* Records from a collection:
-- Opening Marker --
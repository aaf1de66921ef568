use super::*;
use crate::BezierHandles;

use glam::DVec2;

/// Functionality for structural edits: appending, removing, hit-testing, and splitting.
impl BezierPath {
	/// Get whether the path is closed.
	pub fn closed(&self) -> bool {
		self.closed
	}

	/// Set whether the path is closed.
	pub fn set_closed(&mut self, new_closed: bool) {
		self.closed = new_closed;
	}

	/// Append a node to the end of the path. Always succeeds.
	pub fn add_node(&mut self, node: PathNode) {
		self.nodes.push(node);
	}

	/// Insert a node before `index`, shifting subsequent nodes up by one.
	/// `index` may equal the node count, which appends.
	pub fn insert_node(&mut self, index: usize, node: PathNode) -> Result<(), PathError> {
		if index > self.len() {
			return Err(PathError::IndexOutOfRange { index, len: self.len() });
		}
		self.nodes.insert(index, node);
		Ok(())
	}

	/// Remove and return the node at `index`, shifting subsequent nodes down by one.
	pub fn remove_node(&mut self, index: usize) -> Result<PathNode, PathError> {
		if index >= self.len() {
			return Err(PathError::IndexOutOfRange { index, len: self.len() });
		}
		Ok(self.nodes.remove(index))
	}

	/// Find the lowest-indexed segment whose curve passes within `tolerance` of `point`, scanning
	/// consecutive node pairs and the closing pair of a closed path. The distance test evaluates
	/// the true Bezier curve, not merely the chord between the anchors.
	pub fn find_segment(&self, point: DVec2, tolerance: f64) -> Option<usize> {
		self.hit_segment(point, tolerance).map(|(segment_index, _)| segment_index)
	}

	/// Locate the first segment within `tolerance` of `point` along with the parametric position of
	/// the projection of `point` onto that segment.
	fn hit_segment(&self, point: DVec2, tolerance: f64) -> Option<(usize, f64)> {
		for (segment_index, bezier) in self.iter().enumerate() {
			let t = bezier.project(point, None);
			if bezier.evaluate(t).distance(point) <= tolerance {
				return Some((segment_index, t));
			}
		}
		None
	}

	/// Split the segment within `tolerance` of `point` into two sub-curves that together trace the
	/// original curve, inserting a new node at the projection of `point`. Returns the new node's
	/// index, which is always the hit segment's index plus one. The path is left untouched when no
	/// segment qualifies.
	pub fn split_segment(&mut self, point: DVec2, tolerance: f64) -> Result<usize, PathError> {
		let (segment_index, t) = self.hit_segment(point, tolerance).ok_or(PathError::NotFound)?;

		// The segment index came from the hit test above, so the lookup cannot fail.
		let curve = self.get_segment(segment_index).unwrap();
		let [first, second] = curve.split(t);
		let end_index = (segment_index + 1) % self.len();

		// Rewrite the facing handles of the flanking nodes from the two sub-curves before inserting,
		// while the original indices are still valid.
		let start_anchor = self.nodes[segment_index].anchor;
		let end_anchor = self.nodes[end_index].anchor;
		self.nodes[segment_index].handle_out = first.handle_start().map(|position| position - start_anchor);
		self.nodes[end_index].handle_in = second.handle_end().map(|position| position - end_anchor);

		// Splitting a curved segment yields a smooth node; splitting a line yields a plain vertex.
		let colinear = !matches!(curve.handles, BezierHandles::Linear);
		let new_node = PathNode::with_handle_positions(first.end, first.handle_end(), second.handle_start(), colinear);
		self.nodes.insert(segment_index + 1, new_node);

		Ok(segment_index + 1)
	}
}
-- Closing Marker --
-- Opening Marker --
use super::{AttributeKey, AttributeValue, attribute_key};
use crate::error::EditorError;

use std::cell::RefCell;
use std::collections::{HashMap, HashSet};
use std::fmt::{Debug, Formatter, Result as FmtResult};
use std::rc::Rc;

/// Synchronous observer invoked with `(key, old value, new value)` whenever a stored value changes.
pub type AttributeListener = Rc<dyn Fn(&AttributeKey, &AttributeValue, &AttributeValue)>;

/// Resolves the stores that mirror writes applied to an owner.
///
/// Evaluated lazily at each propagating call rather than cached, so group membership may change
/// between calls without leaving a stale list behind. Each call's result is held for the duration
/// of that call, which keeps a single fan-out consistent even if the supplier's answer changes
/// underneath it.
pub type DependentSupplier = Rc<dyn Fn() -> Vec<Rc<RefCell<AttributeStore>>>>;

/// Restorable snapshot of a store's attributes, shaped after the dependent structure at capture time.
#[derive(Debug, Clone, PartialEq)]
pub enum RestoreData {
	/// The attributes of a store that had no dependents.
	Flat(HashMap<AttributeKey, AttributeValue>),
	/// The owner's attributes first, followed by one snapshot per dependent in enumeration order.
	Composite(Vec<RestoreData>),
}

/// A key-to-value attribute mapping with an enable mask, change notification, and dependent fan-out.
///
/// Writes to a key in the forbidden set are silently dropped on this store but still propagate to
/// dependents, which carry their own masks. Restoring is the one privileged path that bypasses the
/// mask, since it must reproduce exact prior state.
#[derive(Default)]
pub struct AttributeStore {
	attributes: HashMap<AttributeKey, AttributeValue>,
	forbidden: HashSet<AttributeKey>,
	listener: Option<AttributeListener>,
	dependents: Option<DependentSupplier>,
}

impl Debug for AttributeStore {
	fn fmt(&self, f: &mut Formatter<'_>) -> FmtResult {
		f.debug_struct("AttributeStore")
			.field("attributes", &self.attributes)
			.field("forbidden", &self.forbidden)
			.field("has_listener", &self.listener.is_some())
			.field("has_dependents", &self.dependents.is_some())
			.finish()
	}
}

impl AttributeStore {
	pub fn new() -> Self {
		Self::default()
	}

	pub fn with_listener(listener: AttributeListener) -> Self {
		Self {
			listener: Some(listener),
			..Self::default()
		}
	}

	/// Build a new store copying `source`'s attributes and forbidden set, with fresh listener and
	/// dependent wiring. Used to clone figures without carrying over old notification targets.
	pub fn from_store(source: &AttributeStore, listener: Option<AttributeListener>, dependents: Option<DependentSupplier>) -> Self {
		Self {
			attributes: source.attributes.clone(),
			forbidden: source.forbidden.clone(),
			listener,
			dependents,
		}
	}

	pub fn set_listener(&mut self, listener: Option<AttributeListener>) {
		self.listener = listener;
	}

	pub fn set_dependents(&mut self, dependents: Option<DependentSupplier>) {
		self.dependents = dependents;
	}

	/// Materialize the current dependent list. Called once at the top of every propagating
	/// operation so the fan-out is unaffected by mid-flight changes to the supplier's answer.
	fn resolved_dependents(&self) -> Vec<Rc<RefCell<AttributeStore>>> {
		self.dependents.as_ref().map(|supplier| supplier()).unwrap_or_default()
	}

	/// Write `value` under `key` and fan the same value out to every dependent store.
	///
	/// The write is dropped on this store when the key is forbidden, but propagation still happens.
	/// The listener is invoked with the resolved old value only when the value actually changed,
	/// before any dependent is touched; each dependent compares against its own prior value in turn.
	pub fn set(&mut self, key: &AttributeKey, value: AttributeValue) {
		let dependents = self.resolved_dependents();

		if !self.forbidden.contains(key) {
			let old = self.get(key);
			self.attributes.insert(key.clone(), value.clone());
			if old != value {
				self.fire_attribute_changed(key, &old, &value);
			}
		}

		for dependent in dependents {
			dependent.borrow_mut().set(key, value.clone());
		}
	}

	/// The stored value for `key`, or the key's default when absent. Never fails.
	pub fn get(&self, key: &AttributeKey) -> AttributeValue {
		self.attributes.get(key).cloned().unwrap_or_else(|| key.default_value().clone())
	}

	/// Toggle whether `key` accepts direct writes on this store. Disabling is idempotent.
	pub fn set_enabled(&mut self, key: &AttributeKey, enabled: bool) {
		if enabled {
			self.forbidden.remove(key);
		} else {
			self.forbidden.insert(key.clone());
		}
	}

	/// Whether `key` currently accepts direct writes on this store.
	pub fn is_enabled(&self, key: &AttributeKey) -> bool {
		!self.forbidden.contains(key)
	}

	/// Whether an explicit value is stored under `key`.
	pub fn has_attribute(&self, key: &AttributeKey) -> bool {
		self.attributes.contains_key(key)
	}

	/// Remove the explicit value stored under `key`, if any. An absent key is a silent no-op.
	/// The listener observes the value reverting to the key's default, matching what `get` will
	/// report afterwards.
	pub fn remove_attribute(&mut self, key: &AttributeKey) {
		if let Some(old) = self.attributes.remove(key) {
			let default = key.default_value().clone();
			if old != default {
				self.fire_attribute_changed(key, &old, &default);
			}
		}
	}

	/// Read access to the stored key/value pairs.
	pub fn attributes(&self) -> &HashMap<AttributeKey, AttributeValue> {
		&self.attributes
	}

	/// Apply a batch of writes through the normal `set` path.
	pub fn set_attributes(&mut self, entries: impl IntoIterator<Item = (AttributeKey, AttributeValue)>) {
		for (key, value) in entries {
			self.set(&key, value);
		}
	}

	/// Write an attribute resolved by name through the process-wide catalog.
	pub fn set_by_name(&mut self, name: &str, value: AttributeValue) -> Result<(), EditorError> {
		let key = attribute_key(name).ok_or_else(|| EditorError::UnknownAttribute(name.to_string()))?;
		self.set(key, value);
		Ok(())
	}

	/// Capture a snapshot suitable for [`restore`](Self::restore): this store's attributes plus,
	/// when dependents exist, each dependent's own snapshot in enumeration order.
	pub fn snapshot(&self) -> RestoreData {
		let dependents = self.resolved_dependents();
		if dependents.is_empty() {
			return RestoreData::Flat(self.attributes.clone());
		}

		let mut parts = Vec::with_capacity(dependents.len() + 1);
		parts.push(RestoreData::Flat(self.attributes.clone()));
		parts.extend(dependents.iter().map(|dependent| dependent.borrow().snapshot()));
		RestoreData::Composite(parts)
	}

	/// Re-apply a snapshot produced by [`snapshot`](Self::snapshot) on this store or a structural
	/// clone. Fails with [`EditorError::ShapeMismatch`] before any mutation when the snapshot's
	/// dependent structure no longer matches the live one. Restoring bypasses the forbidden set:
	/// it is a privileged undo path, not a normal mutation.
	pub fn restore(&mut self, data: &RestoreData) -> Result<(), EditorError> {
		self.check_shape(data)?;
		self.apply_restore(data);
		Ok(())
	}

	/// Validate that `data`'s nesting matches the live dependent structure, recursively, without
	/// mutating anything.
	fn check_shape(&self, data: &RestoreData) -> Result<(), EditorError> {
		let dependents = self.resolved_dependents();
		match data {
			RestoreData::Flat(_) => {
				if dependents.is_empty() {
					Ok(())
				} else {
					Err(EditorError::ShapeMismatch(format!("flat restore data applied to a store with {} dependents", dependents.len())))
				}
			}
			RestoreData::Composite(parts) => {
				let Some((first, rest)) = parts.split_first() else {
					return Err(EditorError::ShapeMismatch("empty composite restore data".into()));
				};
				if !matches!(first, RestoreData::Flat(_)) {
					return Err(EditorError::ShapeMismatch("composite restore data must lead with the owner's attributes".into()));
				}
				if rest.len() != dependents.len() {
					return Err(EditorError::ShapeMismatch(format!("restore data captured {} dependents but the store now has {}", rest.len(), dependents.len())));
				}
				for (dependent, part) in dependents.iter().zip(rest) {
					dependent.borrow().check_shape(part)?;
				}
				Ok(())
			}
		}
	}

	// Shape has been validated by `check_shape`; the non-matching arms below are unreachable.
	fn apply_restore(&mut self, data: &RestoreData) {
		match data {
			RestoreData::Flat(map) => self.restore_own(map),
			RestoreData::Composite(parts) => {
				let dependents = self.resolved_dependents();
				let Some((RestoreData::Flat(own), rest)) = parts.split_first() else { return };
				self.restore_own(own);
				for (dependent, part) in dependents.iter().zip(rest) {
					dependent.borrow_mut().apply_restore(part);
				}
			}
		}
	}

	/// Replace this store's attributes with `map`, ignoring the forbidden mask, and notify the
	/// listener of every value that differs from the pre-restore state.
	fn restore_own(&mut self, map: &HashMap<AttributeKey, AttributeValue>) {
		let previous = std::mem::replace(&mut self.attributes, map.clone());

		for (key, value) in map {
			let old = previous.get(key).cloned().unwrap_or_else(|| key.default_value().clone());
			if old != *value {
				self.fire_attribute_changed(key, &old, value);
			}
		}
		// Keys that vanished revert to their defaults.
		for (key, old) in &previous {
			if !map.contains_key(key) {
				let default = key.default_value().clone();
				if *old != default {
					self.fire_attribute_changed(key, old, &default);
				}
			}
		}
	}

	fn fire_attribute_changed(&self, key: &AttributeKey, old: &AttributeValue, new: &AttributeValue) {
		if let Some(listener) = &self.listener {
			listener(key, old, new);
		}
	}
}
-- Closing Marker --
* Aim of the exercise: From the data above, reproduce word for word the lines running from the line with "pub fn set_closed(&mut" to the line with "count, which appends.", ends included.

* Exercise answer:
	pub fn set_closed(&mut self, new_closed: bool) {
		self.closed = new_closed;
	}

	/// Append a node to the end of the path. Always succeeds.
	pub fn add_node(&mut self, node: PathNode) {
		self.nodes.push(node);
	}

	/// Insert a node before `index`, shifting subsequent nodes up by one.
	/// `index` may equal the node count, which appends.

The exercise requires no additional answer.